Altenstädter Museum feiert ersten Geburtstag - Demnächst auch Vorträge und Sonderausstellungen
Baby mit vielen Bewunderern

Das Altenstädter Museum im alten Schul- und Mesnerhauses wird am Samstag, 28. Februar, ein Jahr alt. Ein Jahrzehnt hatte der Heimatverein um Alfons Barth dazu Vorarbeiten geleistet. Drei Jahre dauerte die Umbauzeit. Eigentümerin ist die Gemeinde. An Umbaukosten fielen rund 600 000 Euro an. Dazu kommen etwa 90 000 Euro für die Ausstattung.

Immer wieder spendeten generöse Mitglieder für das "Baby". 20 000 Euro übergab Kassier Werner Spiesmacher Ende 2014 im Rathaus. Die Gemeinde übernimmt die laufenden Betriebskosten und die Kosten für die Einrichtung. Für die Ausstattung mit Exponaten und das Personal für Aufsicht und Führungen ist der Heimatverein zuständig. Der Eintritt am Sonntag von 14 bis 16 Uhr und am Mittwoch von 16 bis 18 Uhr ist frei. Im Januar begrüßten die Verantwortlichen die 1000. Besucherin.

Das Konzept reicht von der Ur- und Frühgeschichte der Gemeinde über die Entwicklung im Mittelalter bis ins 21. Jahrhundert. Für tschechische Gäste steht ein zweisprachiger Führer durchs Museum zur Verfügung.

Der Vorsitzende des Heimatvereins, Jörg Krämer beschreibt den museumspädagogischen Ansatz so: "Wir wollen nicht nur geschichtliches Wissen vermitteln, sondern als Ort des Forschens und Sammelns auch ein Ort der Begegnung sein."

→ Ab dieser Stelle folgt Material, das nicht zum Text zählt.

use rust_decimal::Decimal;
use std::sync::Arc;
use tracing::info;
use validator::Validate;

use crate::dto::job_dto::{CreateJobPayload, UpdateJobPayload};
use crate::error::{Error, Result};
use crate::models::job_posting::{JobPosting, NewJobPosting};
use crate::models::notification::NotificationType;
use crate::models::user::UserRole;
use crate::repository::{JobRepository, UserDirectory};
use crate::services::audit_service::{AuditEntry, AuditService};
use crate::services::guard::{absorb, require_active};
use crate::services::notification_service::{NotificationService, OutboundMessage};
use crate::services::skill_extraction::normalize_skills;
use crate::utils::time::now;

#[derive(Clone)]
pub struct JobService {
    users: Arc<dyn UserDirectory>,
    jobs: Arc<dyn JobRepository>,
    audit: AuditService,
    notifications: NotificationService,
}

impl JobService {
    pub fn new(
        users: Arc<dyn UserDirectory>,
        jobs: Arc<dyn JobRepository>,
        audit: AuditService,
        notifications: NotificationService,
    ) -> Self {
        Self {
            users,
            jobs,
            audit,
            notifications,
        }
    }

    pub async fn open_jobs(&self) -> Result<Vec<JobPosting>> {
        self.jobs.list_jobs(true).await
    }

    pub async fn all_jobs(&self) -> Result<Vec<JobPosting>> {
        self.jobs.list_jobs(false).await
    }

    pub async fn get(&self, id: i64) -> Result<Option<JobPosting>> {
        self.jobs.find_job(id).await
    }

    /// Posts a job and announces it to every active candidate.
    pub async fn create(&self, admin_id: i64, payload: CreateJobPayload) -> Result<JobPosting> {
        let admin = require_active(
            self.users.as_ref(),
            admin_id,
            UserRole::Admin,
            "Only active admin users can create jobs.",
        )
        .await?;
        payload.validate()?;
        check_salary_band(payload.salary_min, payload.salary_max)?;

        let job = self
            .jobs
            .insert_job(NewJobPosting {
                company: payload.company.trim().to_string(),
                posted_by_admin_id: admin.id,
                title: payload.title.trim().to_string(),
                description: payload.description.trim().to_string(),
                location: payload.location.trim().to_string(),
                employment_type: payload.employment_type.trim().to_string(),
                experience_level: payload.experience_level.trim().to_string(),
                required_skills: normalize_skills(&payload.required_skills),
                salary_min: payload.salary_min,
                salary_max: payload.salary_max,
                created_at: now(),
            })
            .await?;

        info!(job_id = job.id, admin_id, "job posted");

        absorb(
            self.audit
                .record_event(
                    AuditEntry::new("Job", "Create", "JobPosting")
                        .actor(admin_id)
                        .related(job.id)
                        .details(format!("Posted job '{}' in {}.", job.title, job.location))
                        .notify_admins(),
                )
                .await,
            "audit",
            job.id,
        );

        let announcement = OutboundMessage::new(
            format!("New job posted: {}", job.title),
            format!(
                "A new opening is now available in {}. Check and apply from your dashboard.",
                job.location
            ),
            NotificationType::JobPosted,
        )
        .for_job(job.id)
        .with_email()
        .with_sms();
        absorb(
            self.notifications.broadcast_to_candidates(&announcement).await,
            "broadcast",
            job.id,
        );

        Ok(job)
    }

    /// Applies the non-blank fields of `payload`. `false` when the job is gone.
    pub async fn update(&self, id: i64, payload: UpdateJobPayload) -> Result<bool> {
        payload.validate()?;
        let Some(mut job) = self.jobs.find_job(id).await? else {
            return Ok(false);
        };

        overwrite_if_present(&mut job.company, payload.company.as_deref());
        overwrite_if_present(&mut job.title, payload.title.as_deref());
        overwrite_if_present(&mut job.description, payload.description.as_deref());
        overwrite_if_present(&mut job.location, payload.location.as_deref());
        overwrite_if_present(&mut job.employment_type, payload.employment_type.as_deref());
        overwrite_if_present(&mut job.experience_level, payload.experience_level.as_deref());

        if let Some(skills) = payload.required_skills.as_ref() {
            job.required_skills = normalize_skills(skills);
        }
        if payload.salary_min.is_some() {
            job.salary_min = payload.salary_min;
        }
        if payload.salary_max.is_some() {
            job.salary_max = payload.salary_max;
        }
        if let Some(is_open) = payload.is_open {
            job.is_open = is_open;
        }
        check_salary_band(job.salary_min, job.salary_max)?;

        job.updated_at = now();
        if !self.jobs.update_job(&job).await? {
            return Ok(false);
        }

        self.record_job_event(&job, "Update", format!("Updated job '{}'.", job.title))
            .await;
        Ok(true)
    }

    /// Stops accepting applications; existing ones are kept.
    pub async fn close(&self, id: i64) -> Result<bool> {
        let Some(mut job) = self.jobs.find_job(id).await? else {
            return Ok(false);
        };

        job.is_open = false;
        job.updated_at = now();
        if !self.jobs.update_job(&job).await? {
            return Ok(false);
        }

        self.record_job_event(&job, "Close", format!("Closed job '{}'.", job.title))
            .await;
        Ok(true)
    }

    pub async fn delete(&self, id: i64) -> Result<bool> {
        let Some(job) = self.jobs.find_job(id).await? else {
            return Ok(false);
        };

        if !self.jobs.delete_job(id).await? {
            return Ok(false);
        }

        info!(job_id = id, "job deleted");
        self.record_job_event(&job, "Delete", format!("Deleted job '{}'.", job.title))
            .await;
        Ok(true)
    }

    async fn record_job_event(&self, job: &JobPosting, action: &str, details: String) {
        absorb(
            self.audit
                .record_event(
                    AuditEntry::new("Job", action, "JobPosting")
                        .actor(job.posted_by_admin_id)
                        .related(job.id)
                        .details(details)
                        .notify_admins(),
                )
                .await,
            "audit",
            job.id,
        );
    }
}

fn overwrite_if_present(field: &mut String, value: Option<&str>) {
    if let Some(value) = value.map(str::trim).filter(|v| !v.is_empty()) {
        *field = value.to_string();
    }
}

fn check_salary_band(min: Option<Decimal>, max: Option<Decimal>) -> Result<()> {
    match (min, max) {
        (Some(min), Some(max)) if min > max => Err(Error::Validation(
            "Minimum salary cannot exceed maximum salary.".to_string(),
        )),
        _ => Ok(()),
    }
}

#[cfg(test)]
mod tests {
    use super::*;

    #[test]
    fn blank_updates_keep_existing_text() {
        let mut title = "Backend Engineer".to_string();
        overwrite_if_present(&mut title, Some("   "));
        assert_eq!(title, "Backend Engineer");
        overwrite_if_present(&mut title, None);
        assert_eq!(title, "Backend Engineer");
        overwrite_if_present(&mut title, Some(" Platform Engineer "));
        assert_eq!(title, "Platform Engineer");
    }

    #[test]
    fn inverted_salary_band_is_rejected() {
        assert!(check_salary_band(Some(Decimal::from(10)), Some(Decimal::from(5))).is_err());
        assert!(check_salary_band(Some(Decimal::from(5)), Some(Decimal::from(5))).is_ok());
        assert!(check_salary_band(None, Some(Decimal::from(5))).is_ok());
    }
}
use super::{
    ApplicationRepository, AuditRepository, CvRepository, InterviewRepository, JobRepository,
    NotificationRepository, UserDirectory,
};
use crate::error::{Error, Result};
use crate::models::application::{
    ApplicationFilter, ApplicationStage, FollowUpNote, JobApplication, NewFollowUpNote,
    NewJobApplication,
};
use crate::models::audit_event::{AuditEvent, NewAuditEvent};
use crate::models::cv_profile::{CvProfile, NewCvProfile};
use crate::models::interview::{
    InterviewFilter, InterviewSchedule, InterviewStatus, NewInterviewSchedule,
};
use crate::models::job_posting::{JobPosting, NewJobPosting};
use crate::models::notification::{
    NewNotification, NewNotificationDelivery, Notification, NotificationDelivery,
};
use crate::models::user::{NewUser, User, UserRole};

#[derive(Default)]
struct Tables {
    next_id: i64,
    users: BTreeMap<i64, User>,
    cv_profiles: BTreeMap<i64, CvProfile>,
    jobs: BTreeMap<i64, JobPosting>,
    applications: BTreeMap<i64, JobApplication>,
    follow_up_notes: BTreeMap<i64, FollowUpNote>,
    interviews: BTreeMap<i64, InterviewSchedule>,
    audit_events: BTreeMap<i64, AuditEvent>,
    notifications: BTreeMap<i64, Notification>,
    deliveries: BTreeMap<i64, NotificationDelivery>,
}

impl Tables {
    fn next_id(&mut self) -> i64 {
        self.next_id += 1;
        self.next_id
    }

    fn active_users_with_role(&self, role: UserRole) -> Vec<i64> {
        self.users
            .values()
            .filter(|u| u.is_active && u.role == role)
            .map(|u| u.id)
            .collect()
    }
}

/// In-process store. Every trait method runs under a single lock, which gives
/// the same all-or-nothing writes the Postgres transactions do.
#[derive(Default)]
pub struct MemoryStore {
    tables: Mutex<Tables>,
}

impl MemoryStore {
    pub fn new() -> Self {
        Self::default()
    }

    /// Users normally arrive through the authentication subsystem; this is the
    /// in-process stand-in for that registration path.
    pub async fn seed_user(&self, user: NewUser) -> User {
        let mut tables = self.tables.lock().await;
        let now = Utc::now();
        let id = tables.next_id();
        let record = User {
            id,
            first_name: user.first_name,
            last_name: user.last_name,
            email: user.email,
            phone_number: user.phone_number,
            role: user.role,
            is_active: user.is_active,
            created_at: now,
            updated_at: now,
        };
        tables.users.insert(id, record.clone());
        record
    }

    pub async fn set_user_active(&self, id: i64, active: bool) -> bool {
        let mut tables = self.tables.lock().await;
        match tables.users.get_mut(&id) {
            Some(user) => {
                user.is_active = active;
                user.updated_at = Utc::now();
                true
            }
            None => false,
        }
    }
}

fn newest_first<T>(items: &mut [T], key: impl Fn(&T) -> (DateTime<Utc>, i64)) {
    items.sort_by(|a, b| key(b).cmp(&key(a)));
}

#[async_trait]
impl UserDirectory for MemoryStore {
    async fn find_user(&self, id: i64) -> Result<Option<User>> {
        Ok(self.tables.lock().await.users.get(&id).cloned())
    }

    async fn list_active_admins(&self) -> Result<Vec<i64>> {
        Ok(self.tables.lock().await.active_users_with_role(UserRole::Admin))
    }

    async fn list_active_candidates(&self) -> Result<Vec<i64>> {
        Ok(self
            .tables
            .lock()
            .await
            .active_users_with_role(UserRole::Candidate))
    }
}

#[async_trait]
impl CvRepository for MemoryStore {
    async fn insert_cv_profile(&self, cv: NewCvProfile) -> Result<CvProfile> {
        let mut tables = self.tables.lock().await;
        let id = tables.next_id();
        let record = CvProfile {
            id,
            candidate_id: cv.candidate_id,
            original_file_name: cv.original_file_name,
            stored_file_path: cv.stored_file_path,
            mime_type: cv.mime_type,
            content_text: cv.content_text,
            skills: cv.skills,
            education_summary: cv.education_summary,
            years_of_experience: cv.years_of_experience,
            certifications_summary: cv.certifications_summary,
            created_at: cv.created_at,
        };
        tables.cv_profiles.insert(id, record.clone());
        Ok(record)
    }

    async fn find_cv_profile(&self, id: i64) -> Result<Option<CvProfile>> {
        Ok(self.tables.lock().await.cv_profiles.get(&id).cloned())
    }

    async fn latest_cv_profile(&self, candidate_id: i64) -> Result<Option<CvProfile>> {
        Ok(self.list_cv_profiles(candidate_id).await?.into_iter().next())
    }

    async fn list_cv_profiles(&self, candidate_id: i64) -> Result<Vec<CvProfile>> {
        let tables = self.tables.lock().await;
        let mut items: Vec<CvProfile> = tables
            .cv_profiles
            .values()
            .filter(|cv| cv.candidate_id == candidate_id)
            .cloned()
            .collect();
        newest_first(&mut items, |cv| (cv.created_at, cv.id));
        Ok(items)
    }
}

#[async_trait]
impl JobRepository for MemoryStore {
    async fn insert_job(&self, job: NewJobPosting) -> Result<JobPosting> {
        let mut tables = self.tables.lock().await;
        let id = tables.next_id();
        let record = JobPosting {
            id,
            company: job.company,
            posted_by_admin_id: job.posted_by_admin_id,
            title: job.title,
            description: job.description,
            location: job.location,
            employment_type: job.employment_type,
            experience_level: job.experience_level,
            required_skills: job.required_skills,
            salary_min: job.salary_min,
            salary_max: job.salary_max,
            is_open: true,
            created_at: job.created_at,
            updated_at: job.created_at,
        };
        tables.jobs.insert(id, record.clone());
        Ok(record)
    }

    async fn find_job(&self, id: i64) -> Result<Option<JobPosting>> {
        Ok(self.tables.lock().await.jobs.get(&id).cloned())
    }

    async fn list_jobs(&self, open_only: bool) -> Result<Vec<JobPosting>> {
        let tables = self.tables.lock().await;
        let mut items: Vec<JobPosting> = tables
            .jobs
            .values()
            .filter(|job| !open_only || job.is_open)
            .cloned()
            .collect();
        newest_first(&mut items, |job| (job.created_at, job.id));
        Ok(items)
    }

    async fn update_job(&self, job: &JobPosting) -> Result<bool> {
        let mut tables = self.tables.lock().await;
        match tables.jobs.get_mut(&job.id) {
            Some(existing) => {
                *existing = job.clone();
                Ok(true)
            }
            None => Ok(false),
        }
    }

    async fn delete_job(&self, id: i64) -> Result<bool> {
        let mut tables = self.tables.lock().await;
        if tables.jobs.remove(&id).is_none() {
            return Ok(false);
        }

        let removed: Vec<i64> = tables
            .applications
            .values()
            .filter(|app| app.job_posting_id == id)
            .map(|app| app.id)
            .collect();
        for app_id in &removed {
            tables.applications.remove(app_id);
        }
        tables
            .follow_up_notes
            .retain(|_, note| !removed.contains(&note.job_application_id));
        tables
            .interviews
            .retain(|_, interview| !removed.contains(&interview.job_application_id));
        for notification in tables.notifications.values_mut() {
            if notification.related_job_posting_id == Some(id) {
                notification.related_job_posting_id = None;
            }
        }
        Ok(true)
    }
}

Es gibt immer viel zu tun. Die Mitarbeiter erfassen Exponate, Urkunden und Bücher, die immer wieder von Bürgern abgegeben werden. Nicht alles kann angenommen werden. 2015 werden die Inhalte der Medienstationen ergänzt und verbessert. Die Planungen für erste Vorträge und Ausstellungen im Museumsgewölbe stehen. Die Räume bieten sich auch für standesamtliche Hochzeiten an. Eine Vorreiterrolle übernahmen hierbei Gemeinderat Dominik Baschnagel und seine Amelie.

Am Dachboden über dem Gewölbe stehen viele gespendete landwirtschaftliche Geräte. Sie sollen 2015/16 für Besucher zugänglich gemacht werden. Eingebunden bei Führungen wird wie am Tag des offenen Denkmals auch die nebenan stehende alte Kirche oder Goldene Gasse an der Grundschule. Gesucht sind weitere ehrenamtliche Helfer.